Pourquoi ça compte ?
Parce que cette réforme du Conseil national de la presse (CNP) vise à garantir sa pérennité, renforcer son rôle régulateur et corriger les dysfonctionnements ayant marqué son mandat précédent. Elle ambitionne de doter le secteur d’un cadre institutionnel clair, fonctionnel et professionnel, sans compromettre l’indépendance du Conseil.
Ce qui s’est passé :
- Mohamed Mehdi Bensaïd, ministre de la Jeunesse, de la Culture et de la Communication, a présenté devant la Commission parlementaire de l’enseignement, de la culture et de la communication, le projet de loi n°26.25 réorganisant le Conseil national de la presse.
- Ce projet s’appuie sur les recommandations du comité provisoire de gestion du secteur, instauré par la loi 15.23, et s’inscrit dans une approche participative fondée sur la concertation avec les instances professionnelles concernées.
- Le texte vient aussi répondre à l’impossibilité d’organiser les élections du CNP dans les délais légaux, en proposant un nouveau cadre de gouvernance et de fonctionnement.
Ce qu’ils ont dit :
“Ce projet de loi vise à renforcer le Conseil tout en préservant son essence et son indépendance, telles que consacrées dans la loi précédente”,— Mohamed Mehdi Bensaïd, ministre de la Culture et de la Communication
Quel est le contexte ?
- Depuis l’adoption de la loi 90.13 en 2016, le Conseil national de la presse souffre de blocages institutionnels, notamment liés à l’organisation des élections professionnelles.

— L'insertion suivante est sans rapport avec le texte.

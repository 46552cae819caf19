use bastion_blocks::{BlockState, ids};
use bastion_world::{ChunkManager, ChunkPos, MemoryWorld};
use proptest::prelude::*;

fn world_xz() -> impl Strategy<Value = i32> {
    -64i32..64
}

proptest! {
    // A write through world coordinates is read back from the owning chunk only
    #[test]
    fn set_then_get_through_owning_chunk(x in world_xz(), y in 0i32..32, z in world_xz(), meta in 0u8..16) {
        let world = MemoryWorld::new(0, 32);
        for pos in ChunkPos::new(0, 0).square_around(4) {
            world.load_chunk(pos);
        }
        world.set_block_at(x, y, z, ids::NETHER_BRICKS, meta);
        prop_assert_eq!(world.block_state_at(x, y, z), BlockState::new(ids::NETHER_BRICKS, meta));

        let chunk = world.chunk_column(ChunkPos::of_block(x, z)).unwrap();
        prop_assert_eq!(chunk.get_local(x & 0xf, y, z & 0xf).id, ids::NETHER_BRICKS);
        prop_assert_eq!(chunk.count_where(|b| !b.is_air()), 1);
    }

    #[test]
    fn square_around_covers_ring_distance(cx in -100i32..100, cz in -100i32..100, r in 0i32..5) {
        let center = ChunkPos::new(cx, cz);
        let all: Vec<ChunkPos> = center.square_around(r).collect();
        prop_assert_eq!(all.len() as i32, (2 * r + 1) * (2 * r + 1));
        prop_assert!(all.iter().all(|p| p.ring_distance(center) <= r));
    }
}
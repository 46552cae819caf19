//! Arena of pieces belonging to one structure, plus the collision search
//! used while growing it.

use bastion_geom::BoundingBox;

use crate::piece::StructurePiece;
use crate::random::RandomSource;

/// Position of a piece within its [`PieceTree`]. Stable: pieces are only
/// ever appended.
#[derive(Clone, Copy, Debug, PartialEq, Eq, Hash, PartialOrd, Ord)]
pub struct PieceIndex(pub usize);

/// First piece, in iteration order, whose box intersects `candidate`.
/// Pieces with no box are skipped.
pub fn find_collision_piece<'a, I>(pieces: I, candidate: &BoundingBox) -> Option<PieceIndex>
where
    I: IntoIterator<Item = &'a Box<dyn StructurePiece>>,
{
    pieces
        .into_iter()
        .position(|p| p.bounding_box().is_some_and(|bb| bb.intersects(candidate)))
        .map(PieceIndex)
}

pub struct PieceTree {
    pieces: Vec<Box<dyn StructurePiece>>,
    max_depth: i32,
}

impl PieceTree {
    pub fn new(max_depth: i32) -> Self {
        Self {
            pieces: Vec::new(),
            max_depth,
        }
    }

    /// Appends without a depth check. Used for roots and restored pieces.
    pub fn push(&mut self, piece: Box<dyn StructurePiece>) -> PieceIndex {
        self.pieces.push(piece);
        PieceIndex(self.pieces.len() - 1)
    }

    #[inline]
    pub fn len(&self) -> usize {
        self.pieces.len()
    }

    #[inline]
    pub fn is_empty(&self) -> bool {
        self.pieces.is_empty()
    }

    pub fn get(&self, index: PieceIndex) -> Option<&dyn StructurePiece> {
        self.pieces.get(index.0).map(|p| p.as_ref())
    }

    pub fn iter(&self) -> impl Iterator<Item = &dyn StructurePiece> {
        self.pieces.iter().map(|p| p.as_ref())
    }

    pub fn iter_mut(&mut self) -> impl Iterator<Item = &mut Box<dyn StructurePiece>> {
        self.pieces.iter_mut()
    }

    pub fn find_collision_piece(&self, candidate: &BoundingBox) -> Option<PieceIndex> {
        find_collision_piece(&self.pieces, candidate)
    }

    /// Union of every set piece box.
    pub fn enclosing_box(&self) -> Option<BoundingBox> {
        self.pieces
            .iter()
            .filter_map(|p| p.bounding_box().copied())
            .reduce(|acc, bb| acc.union(&bb))
    }

    /// Lets the piece at `index` attach its children, then appends them.
    /// Returns the indices of the new pieces in insertion order.
    pub fn expand(
        &mut self,
        index: PieceIndex,
        root: PieceIndex,
        random: &mut dyn RandomSource,
    ) -> Vec<PieceIndex> {
        let added = {
            let (Some(piece), Some(root)) = (self.pieces.get(index.0), self.pieces.get(root.0)) else {
                return Vec::new();
            };
            let mut sink = PieceSink::new(&self.pieces, self.max_depth);
            piece.add_children(root.as_ref(), &mut sink, random);
            sink.added
        };
        let start = self.pieces.len();
        self.pieces.extend(added);
        (start..self.pieces.len()).map(PieceIndex).collect()
    }
}

impl std::fmt::Debug for PieceTree {
    fn fmt(&self, f: &mut std::fmt::Formatter<'_>) -> std::fmt::Result {
        f.debug_struct("PieceTree")
            .field("max_depth", &self.max_depth)
            .field("pieces", &self.pieces)
            .finish()
    }
}

/// Write handle given to a piece while it attaches children. Sees both the
/// committed pieces and those added so far in this call.
pub struct PieceSink<'a> {
    existing: &'a [Box<dyn StructurePiece>],
    added: Vec<Box<dyn StructurePiece>>,
    max_depth: i32,
}

impl<'a> PieceSink<'a> {
    pub fn new(existing: &'a [Box<dyn StructurePiece>], max_depth: i32) -> Self {
        Self {
            existing,
            added: Vec::new(),
            max_depth,
        }
    }

    #[inline]
    pub fn len(&self) -> usize {
        self.existing.len() + self.added.len()
    }

    #[inline]
    pub fn is_empty(&self) -> bool {
        self.len() == 0
    }

    pub fn find_collision_piece(&self, candidate: &BoundingBox) -> Option<PieceIndex> {
        find_collision_piece(self.existing.iter().chain(&self.added), candidate)
    }

    /// Adds a child unless its depth exceeds the ceiling. Returns its index,
    /// or `None` when it was refused.
    pub fn push(&mut self, piece: Box<dyn StructurePiece>) -> Option<PieceIndex> {
        if piece.gen_depth() > self.max_depth {
            log::trace!(
                target: "structures",
                "refused {} at depth {} (max {})",
                piece.piece_type(),
                piece.gen_depth(),
                self.max_depth
            );
            return None;
        }
        self.added.push(piece);
        Some(PieceIndex(self.len() - 1))
    }
}
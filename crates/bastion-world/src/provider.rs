//! Contracts between the placement core and the host world.
//!
//! All methods take `&self`: implementations synchronise internally so that
//! population tasks on different chunks can run in parallel.

use std::sync::Arc;

use bastion_blocks::{BlockId, BlockState};

use crate::tag::CompoundTag;

/// One loaded 16-wide chunk column, addressed in chunk-local x/z.
pub trait FullChunk: Send + Sync {
    fn chunk_x(&self) -> i32;
    fn chunk_z(&self) -> i32;
    /// Number of addressable y levels, starting at 0.
    fn height(&self) -> i32;
    fn block_id(&self, lx: i32, y: i32, lz: i32) -> BlockId;
    fn block_meta(&self, lx: i32, y: i32, lz: i32) -> u8;
    fn set_block(&self, lx: i32, y: i32, lz: i32, id: BlockId, meta: u8);
    /// Y of the highest non-air block in the column, or 0 when empty.
    fn highest_block_at(&self, lx: i32, lz: i32) -> i32;
}

/// World-space voxel access used by structure placement.
pub trait ChunkManager: Send + Sync {
    fn seed(&self) -> i64;
    fn block_id_at(&self, x: i32, y: i32, z: i32) -> BlockId;
    fn block_meta_at(&self, x: i32, y: i32, z: i32) -> u8;
    fn set_block_at(&self, x: i32, y: i32, z: i32, id: BlockId, meta: u8);
    /// `None` when the chunk is not loaded.
    fn chunk(&self, chunk_x: i32, chunk_z: i32) -> Option<Arc<dyn FullChunk>>;

    fn block_state_at(&self, x: i32, y: i32, z: i32) -> BlockState {
        BlockState::new(self.block_id_at(x, y, z), self.block_meta_at(x, y, z))
    }

    fn set_block_state_at(&self, x: i32, y: i32, z: i32, block: BlockState) {
        self.set_block_at(x, y, z, block.id, block.meta);
    }
}

/// Creates stateful block objects (containers, spawners). Only called from
/// the main thread.
pub trait BlockEntityHost: Send + Sync {
    fn create_block_entity(&self, id: &str, chunk: &dyn FullChunk, tag: &CompoundTag) -> bool;
}
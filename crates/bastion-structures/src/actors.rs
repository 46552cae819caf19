use bastion_geom::BlockPos;
use bastion_world::CompoundTag;

/// Receives block-entity records produced while writing voxels. The records
/// are turned into live objects later, on the main thread.
pub trait BlockActorSink {
    fn spawn_block_actor(&mut self, tag: CompoundTag);
}

impl BlockActorSink for Vec<CompoundTag> {
    fn spawn_block_actor(&mut self, tag: CompoundTag) {
        self.push(tag);
    }
}

/// Minimal block-entity record: `id` plus world `x`, `y`, `z`.
pub fn block_actor_tag(id: &str, pos: BlockPos) -> CompoundTag {
    let mut tag = CompoundTag::new();
    tag.put_string("id", id)
        .put_int("x", pos.x)
        .put_int("y", pos.y)
        .put_int("z", pos.z);
    tag
}
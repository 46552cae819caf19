use std::sync::Arc;

use bastion_structures::{BlockActorSink, RandomSource};
use bastion_world::ChunkManager;
use hashbrown::HashMap;

/// Writes one kind of structure into a chunk. Runs on worker threads, so it
/// may only touch raw voxels; block entities go through `actors`.
pub trait Populator: Send + Sync {
    fn name(&self) -> &str;

    fn populate(
        &self,
        level: &dyn ChunkManager,
        chunk_x: i32,
        chunk_z: i32,
        random: &mut dyn RandomSource,
        actors: &mut dyn BlockActorSink,
    );
}

/// Populators resolved for one level. Shared unchanged by every task for
/// that level.
pub type PopulatorList = Arc<[Arc<dyn Populator>]>;

/// Resolves the populator keys named in configuration.
pub trait PopulatorCatalog: Send + Sync {
    fn resolve(&self, key: &str) -> Option<Arc<dyn Populator>>;
}

#[derive(Default)]
pub struct StaticCatalog {
    entries: HashMap<String, Arc<dyn Populator>>,
}

impl StaticCatalog {
    pub fn new() -> Self {
        Self::default()
    }

    pub fn with(mut self, key: &str, populator: Arc<dyn Populator>) -> Self {
        self.insert(key, populator);
        self
    }

    pub fn insert(&mut self, key: &str, populator: Arc<dyn Populator>) {
        self.entries.insert(key.to_string(), populator);
    }

    pub fn len(&self) -> usize {
        self.entries.len()
    }

    pub fn is_empty(&self) -> bool {
        self.entries.is_empty()
    }
}

impl PopulatorCatalog for StaticCatalog {
    fn resolve(&self, key: &str) -> Option<Arc<dyn Populator>> {
        self.entries.get(key).cloned()
    }
}

/// Seed of a chunk's population stream. The chunk terms mix in 32-bit
/// arithmetic and are sign-extended before the level seed is applied, so the
/// value depends only on the level seed and the chunk coordinates.
pub fn population_seed(level_seed: i64, chunk_x: i32, chunk_z: i32) -> u64 {
    let chunk_mix = (0xdead_beef_u32 as i32) ^ chunk_x.wrapping_shl(8) ^ chunk_z;
    (i64::from(chunk_mix) ^ level_seed) as u64
}
//! Integer block geometry for structure placement (no world dependency).
#![forbid(unsafe_code)]

use core::ops::{Add, Sub};

#[derive(Clone, Copy, Debug, Default, PartialEq, Eq, Hash)]
#[cfg_attr(test, derive(proptest_derive::Arbitrary))]
pub struct BlockPos {
    pub x: i32,
    pub y: i32,
    pub z: i32,
}

impl BlockPos {
    #[inline]
    pub const fn new(x: i32, y: i32, z: i32) -> Self {
        Self { x, y, z }
    }

    #[inline]
    pub fn offset(self, dx: i32, dy: i32, dz: i32) -> Self {
        Self::new(self.x + dx, self.y + dy, self.z + dz)
    }

    /// Chunk column containing this position (16x16 columns).
    #[inline]
    pub fn chunk_x(self) -> i32 {
        self.x >> 4
    }

    #[inline]
    pub fn chunk_z(self) -> i32 {
        self.z >> 4
    }

    #[inline]
    pub fn local_x(self) -> i32 {
        self.x & 0xf
    }

    #[inline]
    pub fn local_z(self) -> i32 {
        self.z & 0xf
    }
}

impl Add for BlockPos {
    type Output = BlockPos;
    #[inline]
    fn add(self, rhs: BlockPos) -> BlockPos {
        BlockPos::new(self.x + rhs.x, self.y + rhs.y, self.z + rhs.z)
    }
}

impl Sub for BlockPos {
    type Output = BlockPos;
    #[inline]
    fn sub(self, rhs: BlockPos) -> BlockPos {
        BlockPos::new(self.x - rhs.x, self.y - rhs.y, self.z - rhs.z)
    }
}

impl From<(i32, i32, i32)> for BlockPos {
    fn from(value: (i32, i32, i32)) -> Self {
        Self::new(value.0, value.1, value.2)
    }
}

/// Axis-aligned integer box, inclusive on all six faces.
///
/// Constructors normalize corner order, so `x0 <= x1`, `y0 <= y1` and
/// `z0 <= z1` always hold. A box may be a single cell.
#[derive(Clone, Copy, Debug, PartialEq, Eq, Hash)]
pub struct BoundingBox {
    pub x0: i32,
    pub y0: i32,
    pub z0: i32,
    pub x1: i32,
    pub y1: i32,
    pub z1: i32,
}

impl BoundingBox {
    pub fn new(x0: i32, y0: i32, z0: i32, x1: i32, y1: i32, z1: i32) -> Self {
        Self {
            x0: x0.min(x1),
            y0: y0.min(y1),
            z0: z0.min(z1),
            x1: x0.max(x1),
            y1: y0.max(y1),
            z1: z0.max(z1),
        }
    }

    #[inline]
    pub fn from_corners(a: BlockPos, b: BlockPos) -> Self {
        Self::new(a.x, a.y, a.z, b.x, b.y, b.z)
    }

    /// Full-height column box of one chunk, the usual generation-pass box.
    pub fn for_chunk(chunk_x: i32, chunk_z: i32, min_y: i32, max_y: i32) -> Self {
        let x0 = chunk_x << 4;
        let z0 = chunk_z << 4;
        Self::new(x0, min_y, z0, x0 + 15, max_y, z0 + 15)
    }

    #[inline]
    pub fn to_array(self) -> [i32; 6] {
        [self.x0, self.y0, self.z0, self.x1, self.y1, self.z1]
    }

    /// Builds a box from a flat `[x0, y0, z0, x1, y1, z1]` slice.
    /// Returns `None` unless exactly six values are present.
    pub fn from_slice(v: &[i32]) -> Option<Self> {
        match *v {
            [x0, y0, z0, x1, y1, z1] => Some(Self::new(x0, y0, z0, x1, y1, z1)),
            _ => None,
        }
    }

    #[inline]
    pub fn intersects(&self, other: &BoundingBox) -> bool {
        self.x1 >= other.x0
            && self.x0 <= other.x1
            && self.z1 >= other.z0
            && self.z0 <= other.z1
            && self.y1 >= other.y0
            && self.y0 <= other.y1
    }

    #[inline]
    pub fn is_inside(&self, pos: BlockPos) -> bool {
        self.contains(pos.x, pos.y, pos.z)
    }

    #[inline]
    pub fn contains(&self, x: i32, y: i32, z: i32) -> bool {
        x >= self.x0 && x <= self.x1 && z >= self.z0 && z <= self.z1 && y >= self.y0 && y <= self.y1
    }

    pub fn move_by(&mut self, dx: i32, dy: i32, dz: i32) {
        self.x0 += dx;
        self.y0 += dy;
        self.z0 += dz;
        self.x1 += dx;
        self.y1 += dy;
        self.z1 += dz;
    }

    #[inline]
    pub fn moved(mut self, dx: i32, dy: i32, dz: i32) -> Self {
        self.move_by(dx, dy, dz);
        self
    }

    /// Grows this box to also cover `other`.
    pub fn expand(&mut self, other: &BoundingBox) {
        self.x0 = self.x0.min(other.x0);
        self.y0 = self.y0.min(other.y0);
        self.z0 = self.z0.min(other.z0);
        self.x1 = self.x1.max(other.x1);
        self.y1 = self.y1.max(other.y1);
        self.z1 = self.z1.max(other.z1);
    }

    #[inline]
    pub fn union(mut self, other: &BoundingBox) -> Self {
        self.expand(other);
        self
    }

    pub fn intersection(&self, other: &BoundingBox) -> Option<BoundingBox> {
        if !self.intersects(other) {
            return None;
        }
        Some(BoundingBox {
            x0: self.x0.max(other.x0),
            y0: self.y0.max(other.y0),
            z0: self.z0.max(other.z0),
            x1: self.x1.min(other.x1),
            y1: self.y1.min(other.y1),
            z1: self.z1.min(other.z1),
        })
    }

    /// Box inflated by `n` cells on every face.
    #[inline]
    pub fn inflated(&self, n: i32) -> BoundingBox {
        BoundingBox {
            x0: self.x0 - n,
            y0: self.y0 - n,
            z0: self.z0 - n,
            x1: self.x1 + n,
            y1: self.y1 + n,
            z1: self.z1 + n,
        }
    }

    #[inline]
    pub fn x_span(&self) -> i32 {
        self.x1 - self.x0 + 1
    }

    #[inline]
    pub fn y_span(&self) -> i32 {
        self.y1 - self.y0 + 1
    }

    #[inline]
    pub fn z_span(&self) -> i32 {
        self.z1 - self.z0 + 1
    }

    #[inline]
    pub fn min(&self) -> BlockPos {
        BlockPos::new(self.x0, self.y0, self.z0)
    }

    #[inline]
    pub fn max(&self) -> BlockPos {
        BlockPos::new(self.x1, self.y1, self.z1)
    }

    pub fn center(&self) -> BlockPos {
        BlockPos::new(
            self.x0 + (self.x1 - self.x0 + 1) / 2,
            self.y0 + (self.y1 - self.y0 + 1) / 2,
            self.z0 + (self.z1 - self.z0 + 1) / 2,
        )
    }
}

impl From<[i32; 6]> for BoundingBox {
    fn from(v: [i32; 6]) -> Self {
        Self::new(v[0], v[1], v[2], v[3], v[4], v[5])
    }
}

impl From<BoundingBox> for [i32; 6] {
    fn from(b: BoundingBox) -> Self {
        b.to_array()
    }
}
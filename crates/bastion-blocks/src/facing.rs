/// Horizontal facing of a structure piece or directional block.
#[derive(Copy, Clone, Debug, Eq, PartialEq, Hash)]
pub enum Facing {
    South,
    West,
    North,
    East,
}

impl Facing {
    /// Ordered by horizontal index.
    pub const HORIZONTALS: [Facing; 4] = [Facing::South, Facing::West, Facing::North, Facing::East];

    #[inline]
    pub fn horizontal_index(self) -> i32 {
        match self {
            Facing::South => 0,
            Facing::West => 1,
            Facing::North => 2,
            Facing::East => 3,
        }
    }

    #[inline]
    pub fn from_horizontal_index(index: i32) -> Facing {
        Self::HORIZONTALS[index.rem_euclid(4) as usize]
    }

    #[inline]
    pub fn opposite(self) -> Facing {
        match self {
            Facing::South => Facing::North,
            Facing::West => Facing::East,
            Facing::North => Facing::South,
            Facing::East => Facing::West,
        }
    }

    #[inline]
    pub fn clockwise(self) -> Facing {
        match self {
            Facing::North => Facing::East,
            Facing::East => Facing::South,
            Facing::South => Facing::West,
            Facing::West => Facing::North,
        }
    }

    #[inline]
    pub fn counter_clockwise(self) -> Facing {
        match self {
            Facing::North => Facing::West,
            Facing::West => Facing::South,
            Facing::South => Facing::East,
            Facing::East => Facing::North,
        }
    }
}

/// Rotation applied to directional block meta when a piece is placed.
#[derive(Copy, Clone, Debug, Default, Eq, PartialEq, Hash)]
pub enum Rotation {
    #[default]
    None,
    Clockwise90,
    Clockwise180,
    CounterClockwise90,
}

impl Rotation {
    /// South → 180, West → CCW 90, East → CW 90, North or unset → none.
    #[inline]
    pub fn for_orientation(orientation: Option<Facing>) -> Rotation {
        match orientation {
            Some(Facing::South) => Rotation::Clockwise180,
            Some(Facing::West) => Rotation::CounterClockwise90,
            Some(Facing::East) => Rotation::Clockwise90,
            Some(Facing::North) | None => Rotation::None,
        }
    }

    #[inline]
    pub fn rotate(self, facing: Facing) -> Facing {
        match self {
            Rotation::None => facing,
            Rotation::Clockwise90 => facing.clockwise(),
            Rotation::Clockwise180 => facing.opposite(),
            Rotation::CounterClockwise90 => facing.counter_clockwise(),
        }
    }
}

- Le gouvernement a dû intervenir via une loi transitoire prorogeant le mandat du Conseil, puis en créant un comité provisoire. Le projet actuel vise à stabiliser durablement cette institution-clé, garante de l’autorégulation du secteur.
Ce que ça révèle :
- Le projet prévoit la création d’un Comité de supervision électorale, chargé de garantir le bon déroulement du renouvellement des membres.
- Le CNP tiendra désormais deux registres officiels : l’un pour les journalistes détenteurs de la carte de presse, l’autre pour les éditeurs.
- La composition du Conseil est révisée : elle passe de 21 à 19 membres, avec des quotas de genre (minimum 3 femmes parmi les 7 journalistes élus).
- Un comité spécial sera institué pour pallier toute vacance institutionnelle et assurer la continuité des fonctions du Conseil.
- Les critères d’éligibilité des journalistes et éditeurs sont renforcés : ancienneté, régularité fiscale et sociale, statut juridique conforme, effectif minimal de journalistes professionnels.
Le chiffre-clé :
- 19 membres : nouvelle composition du Conseil national de la presse selon le projet de réforme, contre 21 auparavant.